On Thursday, Clovis shares rose 6.1 percent to $90.25.
A representative for Boulder, Colorado-based Clovis said the company doesn’t comment on speculation, as did a representative for Basel, Switzerland-based Roche. A representative for New York-based Pfizer declined to comment.
Clovis plans to apply for approval of its ovarian drug candidate rucaparib by 2016, and it also has an experimental drug in development for breast cancer.
A Clovis acquisition would add to a breakneck pace of acquisitions in the cancer-treatment area, fueled by innovative new therapies being developed by both big pharmaceutical companies and biotech startups. With everyone anxious for a piece of the action, prices have been pushed up accordingly.
Bristol-Myers Squibb Co. agreed in February to acquire closely-held Flexus Biosciences Inc. for up to $1.25 billion including milestone payments, even though Flexus didn’t yet have a drug in human clinical trials. AbbVie Inc. and Johnson & Johnson’s bidding war for Pharmacyclics Inc. drove up the price to $21 billion over a single product, Imbruvica.

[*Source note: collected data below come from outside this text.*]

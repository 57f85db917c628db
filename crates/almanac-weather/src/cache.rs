//! SQLite-backed reading cache.
//!
//! One row per calendar date; every write is an insert-or-replace, so the
//! latest reading for a date is the only one kept.

use std::path::Path;
use std::sync::Arc;

use almanac_core::{DatabaseError, RusqliteErrorExt};
use chrono::NaiveDate;
use parking_lot::Mutex;
use rusqlite::{params, Connection, OptionalExtension};

use crate::types::CachedReading;

const DATE_FORMAT: &str = "%Y-%m-%d";

/// Persistence contract for cached readings.
pub trait WeatherStore: Send + Sync {
    /// Insert or replace the row for `reading.date`.
    fn upsert(&self, reading: &CachedReading) -> Result<(), DatabaseError>;

    /// Insert or replace many rows in one transaction.
    fn upsert_all(&self, readings: &[CachedReading]) -> Result<(), DatabaseError>;

    /// Exact-date lookup.
    fn find_by_date(&self, date: NaiveDate) -> Result<Option<CachedReading>, DatabaseError>;
}

/// SQLite reading cache.
pub struct SqliteWeatherStore {
    conn: Mutex<Connection>,
}

impl SqliteWeatherStore {
    /// Open (or create) the cache at the given path.
    pub fn open<P: AsRef<Path>>(path: P) -> Result<Self, DatabaseError> {
        let path = path.as_ref();
        if let Some(parent) = path.parent() {
            if !parent.as_os_str().is_empty() {
                std::fs::create_dir_all(parent)
                    .map_err(|e| DatabaseError::ConnectionFailed(e.to_string()))?;
            }
        }
        let conn = Connection::open(path).map_err(|e| e.into_database_error())?;
        tracing::debug!("Opened weather cache at {}", path.display());
        Self::with_connection(conn)
    }

    /// Create an in-memory cache.
    pub fn in_memory() -> Result<Self, DatabaseError> {
        let conn = Connection::open_in_memory().map_err(|e| e.into_database_error())?;
        Self::with_connection(conn)
    }

    fn with_connection(conn: Connection) -> Result<Self, DatabaseError> {
        let store = Self {
            conn: Mutex::new(conn),
        };
        store.init_schema()?;
        Ok(store)
    }

    fn init_schema(&self) -> Result<(), DatabaseError> {
        self.conn
            .lock()
            .execute_batch(
                r#"
                CREATE TABLE IF NOT EXISTS weather (
                    date TEXT PRIMARY KEY NOT NULL,
                    maxTemp REAL NOT NULL,
                    minTemp REAL NOT NULL
                );
                "#,
            )
            .map_err(|e| e.into_database_error())
    }

    /// Number of cached dates.
    pub fn count(&self) -> Result<usize, DatabaseError> {
        let count: i64 = self
            .conn
            .lock()
            .query_row("SELECT COUNT(*) FROM weather", [], |row| row.get(0))
            .map_err(|e| e.into_database_error())?;
        Ok(count as usize)
    }

    fn insert_row(conn: &Connection, reading: &CachedReading) -> rusqlite::Result<usize> {
        conn.execute(
            "INSERT OR REPLACE INTO weather (date, maxTemp, minTemp) VALUES (?1, ?2, ?3)",
            params![
                reading.date.format(DATE_FORMAT).to_string(),
                reading.max_temp,
                reading.min_temp,
            ],
        )
    }
}

impl WeatherStore for SqliteWeatherStore {
    fn upsert(&self, reading: &CachedReading) -> Result<(), DatabaseError> {
        Self::insert_row(&self.conn.lock(), reading).map_err(|e| e.into_database_error())?;
        tracing::debug!("Cached reading for {}", reading.date);
        Ok(())
    }

    fn upsert_all(&self, readings: &[CachedReading]) -> Result<(), DatabaseError> {
        let mut conn = self.conn.lock();
        let tx = conn.transaction().map_err(|e| e.into_database_error())?;
        for reading in readings {
            Self::insert_row(&tx, reading).map_err(|e| e.into_database_error())?;
        }
        tx.commit().map_err(|e| e.into_database_error())?;
        tracing::debug!("Cached {} readings", readings.len());
        Ok(())
    }

    fn find_by_date(&self, date: NaiveDate) -> Result<Option<CachedReading>, DatabaseError> {
        let key = date.format(DATE_FORMAT).to_string();
        let row = self
            .conn
            .lock()
            .query_row(
                "SELECT maxTemp, minTemp FROM weather WHERE date = ?1",
                params![key],
                |row| Ok((row.get::<_, f64>(0)?, row.get::<_, f64>(1)?)),
            )
            .optional()
            .map_err(|e| e.into_database_error())?;

        Ok(row.map(|(max_temp, min_temp)| CachedReading {
            date,
            max_temp,
            min_temp,
        }))
    }
}

/// Run a store call on the blocking pool so SQLite I/O stays off the async workers.
pub async fn run_blocking<T, R, F>(store: &Arc<T>, f: F) -> Result<R, DatabaseError>
where
    T: WeatherStore + ?Sized + 'static,
    R: Send + 'static,
    F: FnOnce(&T) -> Result<R, DatabaseError> + Send + 'static,
{
    let store = Arc::clone(store);
    tokio::task::spawn_blocking(move || f(&*store))
        .await
        .map_err(|e| DatabaseError::QueryFailed(format!("storage task failed: {}", e)))?
}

A takeover of Clovis may still be a while out. Chief Executive Officer Patrick Mahaffy sold Pharmion Corp. to Celgene Corp. in 2008 for about $3 billion, but that company already had a product on the market. AstraZeneca Plc is developing a lung cancer drug that’s similar to Clovis’ rociletinib and the two are locked in a race to get approval. Buyers may wait for more information on how Clovis’ drug stacks up before making a move.
Clovis is set to present data at the American Society of Clinical Oncology conference in a month that may help further differentiate rociletinib from AstraZeneca’s treatment, said Brian Klein, a New York-based analyst at Stifel Financial Corp.
Patients with EGFR mutations can develop another mutation that makes them no longer respond to treatments. It’s the resistance caused by that second mutation that Clovis and AstraZeneca are trying to treat. Both are also exploring use of the drug as a first treatment for patients with the EGFR mutation. Approval for that indication would expand the drug’s peak sales potential for Clovis to $2 billion, according to Goldman’s Flynn.
“We’ve seen a sufficient amount of data to whet the appetite but we really haven’t seen a large enough sample size to say ‘OK, you know what? This is definitely a consistent effect and this drug really appears to be working in this unmet need,’” Klein of Stifel said in a phone interview. “But management certainly has a history of selling a company at a time that is most beneficial for investors and I would say that they would probably pursue that route again.”